If you're a fan of the classic Russ Manning "Magnus, Robot Fighter" (and who isn't?) then you'll enjoy the goofy parody here, complete with the chainmail skirt. But even if you don't get the allusion, the story is still a lot of fun, and Maguire gets to ham it up on every page.

But you probably wouldn't buy a "Doom Patrol" comic just for the back-up feature, though in this case it might be worth it. You'll be expecting a good story involving Rita Farr, Larry Trainor, and Cliff Steele, and you'll get one of those here as well.
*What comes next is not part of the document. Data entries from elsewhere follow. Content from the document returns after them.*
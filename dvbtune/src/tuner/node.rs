//! Device nodes of a DVB adapter and the host interface used to reach them.
//!
//! [`DvbBackend`] resolves `adapter<N>` directories and the `frontend<N>`,
//! `demux<N>`, `dvr<N>` and `ca<N>` nodes inside them. [`DeviceNode`] is an
//! opened node; dropping it closes the descriptor.

use std::fmt;
use std::io;
use std::time::Duration;

use dvb_sys as sys;

use crate::tuner::translate::MiniCmd;

/// Device node types found in an adapter directory.
#[derive(Debug, Clone, Copy, PartialEq, Eq, Hash)]
pub enum NodeKind {
    Frontend,
    Demux,
    Dvr,
    Ca,
}

impl NodeKind {
    pub fn name(self) -> &'static str {
        match self {
            NodeKind::Frontend => "frontend",
            NodeKind::Demux => "demux",
            NodeKind::Dvr => "dvr",
            NodeKind::Ca => "ca",
        }
    }

    /// File name of the node inside its adapter directory.
    pub fn file_name(self, device: u8) -> String {
        format!("{}{}", self.name(), device)
    }
}

impl fmt::Display for NodeKind {
    fn fmt(&self, f: &mut fmt::Formatter<'_>) -> fmt::Result {
        f.write_str(self.name())
    }
}

#[derive(Debug, Clone, Copy, PartialEq, Eq)]
pub enum Access {
    ReadOnly,
    ReadWrite,
}

/// Which descriptors became readable during [`DvbBackend::wait`].
#[derive(Debug, Clone, Copy, Default, PartialEq, Eq)]
pub struct Readiness {
    pub data: bool,
    pub frontend: bool,
}

/// Parameters of a demultiplexer PES/TS filter.
#[derive(Debug, Clone, Copy, PartialEq, Eq)]
pub struct PesFilter {
    pub pid: u16,
    pub input: u32,
    pub output: u32,
    pub pes_type: u32,
    pub flags: u32,
}

impl PesFilter {
    /// A filter fed by the frontend and started immediately.
    pub fn from_frontend(pid: u16, output: u32) -> Self {
        Self {
            pid,
            input: sys::DMX_IN_FRONTEND,
            output,
            pes_type: sys::DMX_PES_OTHER,
            flags: sys::DMX_IMMEDIATE_START,
        }
    }
}

impl From<PesFilter> for sys::dmx_pes_filter_params {
    fn from(f: PesFilter) -> Self {
        Self {
            pid: f.pid,
            input: f.input,
            output: f.output,
            pes_type: f.pes_type,
            flags: f.flags,
        }
    }
}

/// Hardware class reported by the frontend.
#[derive(Debug, Clone, Copy, PartialEq, Eq)]
pub enum FrontendType {
    Satellite,
    Cable,
    Terrestrial,
    Atsc,
    Unknown(u32),
}

impl From<u32> for FrontendType {
    fn from(v: u32) -> Self {
        match v {
            sys::FE_QPSK => FrontendType::Satellite,
            sys::FE_QAM => FrontendType::Cable,
            sys::FE_OFDM => FrontendType::Terrestrial,
            sys::FE_ATSC => FrontendType::Atsc,
            other => FrontendType::Unknown(other),
        }
    }
}

/// Capability snapshot of a frontend.
#[derive(Debug, Clone, PartialEq, Eq)]
pub struct FrontendInfo {
    pub name: String,
    pub type_: u32,
    pub frequency_min: u32,
    pub frequency_max: u32,
    pub frequency_stepsize: u32,
    pub symbol_rate_min: u32,
    pub symbol_rate_max: u32,
    pub caps: u32,
}

impl FrontendInfo {
    pub fn frontend_type(&self) -> FrontendType {
        FrontendType::from(self.type_)
    }

    /// Whether the frontend handles second generation systems (DVB-S2, ...).
    pub fn supports_2g(&self) -> bool {
        self.caps & sys::FE_CAN_2G_MODULATION != 0
    }
}

impl From<&sys::dvb_frontend_info> for FrontendInfo {
    fn from(raw: &sys::dvb_frontend_info) -> Self {
        let len = raw.name.iter().position(|&b| b == 0).unwrap_or(raw.name.len());
        Self {
            name: String::from_utf8_lossy(&raw.name[..len]).into_owned(),
            type_: raw.type_,
            frequency_min: raw.frequency_min,
            frequency_max: raw.frequency_max,
            frequency_stepsize: raw.frequency_stepsize,
            symbol_rate_min: raw.symbol_rate_min,
            symbol_rate_max: raw.symbol_rate_max,
            caps: raw.caps,
        }
    }
}

/// Frontend lock status bits.
#[derive(Debug, Clone, Copy, Default, PartialEq, Eq)]
pub struct FrontendStatus(pub u32);

impl FrontendStatus {
    pub fn has_signal(self) -> bool {
        self.0 & sys::FE_HAS_SIGNAL != 0
    }

    pub fn has_carrier(self) -> bool {
        self.0 & sys::FE_HAS_CARRIER != 0
    }

    pub fn has_viterbi(self) -> bool {
        self.0 & sys::FE_HAS_VITERBI != 0
    }

    pub fn has_sync(self) -> bool {
        self.0 & sys::FE_HAS_SYNC != 0
    }

    pub fn has_lock(self) -> bool {
        self.0 & sys::FE_HAS_LOCK != 0
    }

    pub fn timed_out(self) -> bool {
        self.0 & sys::FE_TIMEDOUT != 0
    }
}

impl fmt::Display for FrontendStatus {
    fn fmt(&self, f: &mut fmt::Formatter<'_>) -> fmt::Result {
        let flags = [
            (self.has_signal(), "SIGNAL"),
            (self.has_carrier(), "CARRIER"),
            (self.has_viterbi(), "VITERBI"),
            (self.has_sync(), "SYNC"),
            (self.has_lock(), "LOCK"),
            (self.timed_out(), "TIMEDOUT"),
        ];
        write!(f, "0x{:02X}", self.0)?;
        for (set, name) in flags {
            if set {
                write!(f, " {}", name)?;
            }
        }
        Ok(())
    }
}

/// An opened device node.
///
/// Each method corresponds to one kernel request; implementations must not
/// retry or reinterpret errors.
pub trait DeviceNode {
    fn set_buffer_size(&self, size: u32) -> io::Result<()>;
    fn set_pes_filter(&self, filter: &PesFilter) -> io::Result<()>;
    fn add_pid(&self, pid: u16) -> io::Result<()>;
    fn remove_pid(&self, pid: u16) -> io::Result<()>;

    fn frontend_info(&self) -> io::Result<FrontendInfo>;
    /// Submits an ordered property set in a single call.
    fn set_properties(&self, props: &[(u32, u32)]) -> io::Result<()>;
    fn read_status(&self) -> io::Result<FrontendStatus>;
    fn signal_strength(&self) -> io::Result<u16>;
    fn snr(&self) -> io::Result<u16>;
    fn ber(&self) -> io::Result<u32>;
    fn uncorrected_blocks(&self) -> io::Result<u32>;
    /// Dequeues one pending frontend event.
    fn next_event(&self) -> io::Result<FrontendStatus>;
    fn enable_high_lnb_voltage(&self, enable: bool) -> io::Result<()>;
    fn diseqc_send_master_cmd(&self, msg: &[u8]) -> io::Result<()>;
    fn diseqc_send_burst(&self, cmd: MiniCmd) -> io::Result<()>;

    fn read(&self, buf: &mut [u8]) -> io::Result<usize>;
}

/// Host access to DVB adapters.
pub trait DvbBackend {
    /// Handle on an `adapter<N>` directory.
    type Dir;
    type Node: DeviceNode;

    fn open_adapter(&self, adapter: u8) -> io::Result<Self::Dir>;

    /// Duplicates a directory handle so it can outlive the one it came from.
    fn duplicate_dir(&self, dir: &Self::Dir) -> io::Result<Self::Dir>;

    /// Opens `<kind><device>` relative to `dir`, close-on-exec and
    /// non-blocking.
    fn open_node(
        &self,
        dir: &Self::Dir,
        device: u8,
        kind: NodeKind,
        access: Access,
    ) -> io::Result<Self::Node>;

    /// Blocks until `data` or `frontend` is readable or `timeout` expires.
    fn wait(
        &self,
        data: &Self::Node,
        frontend: Option<&Self::Node>,
        timeout: Duration,
    ) -> io::Result<Readiness>;
}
Listen, any Doom Patrol story is going to have to live in the twin shadows of Arnold Drake and Grant Morrison, but this comic is a pretty good follow-up to those two definitive incarnations. It's much more traditional than those two, but Keith Giffen adds enough subtext, and twists that subtext hard, so that the story in "Doom Patrol" #3 isn't just a watch-the-slightly-weird-heroes-defeat-the-bad-guy tale. It's that and a story about a man and his mental helmet. It's about the devious things that can be done with superpowers, and the things that you might get caught doing if you're hanging around with Niles Caulder. The issue raises some uncomfortable questions about superhero relationships in the DCU, and it relishes those questions because it's a comic about strange conflict. It works.

Matthew Clark has done some nice work in the past -- his first (and only) issue of "Tangent: Superman's Reign" was an evocative, detailed piece of comic book illustration, and some not-so-nice work as well -- his "Final Crisis: Submit" issue looked like it had been drawn on the way to work that morning, maybe in the back of a van, on a gravel road. But "Doom Patrol" #3 is somewhere in the middle. The Robotman design looks terrible (why does he have a fishnet belly and bicycle shorts?) but the panel to panel storytelling is crisp, and the figure drawing is solid.

Next to Kevin Maguire it looks inelegant, but that could probably be said about anyone else's art.

"Doom Patrol" #3 is a good little comic, a twisted psychosexual tale of weird superheroics from the first feature to the last. It's better than you probably expect.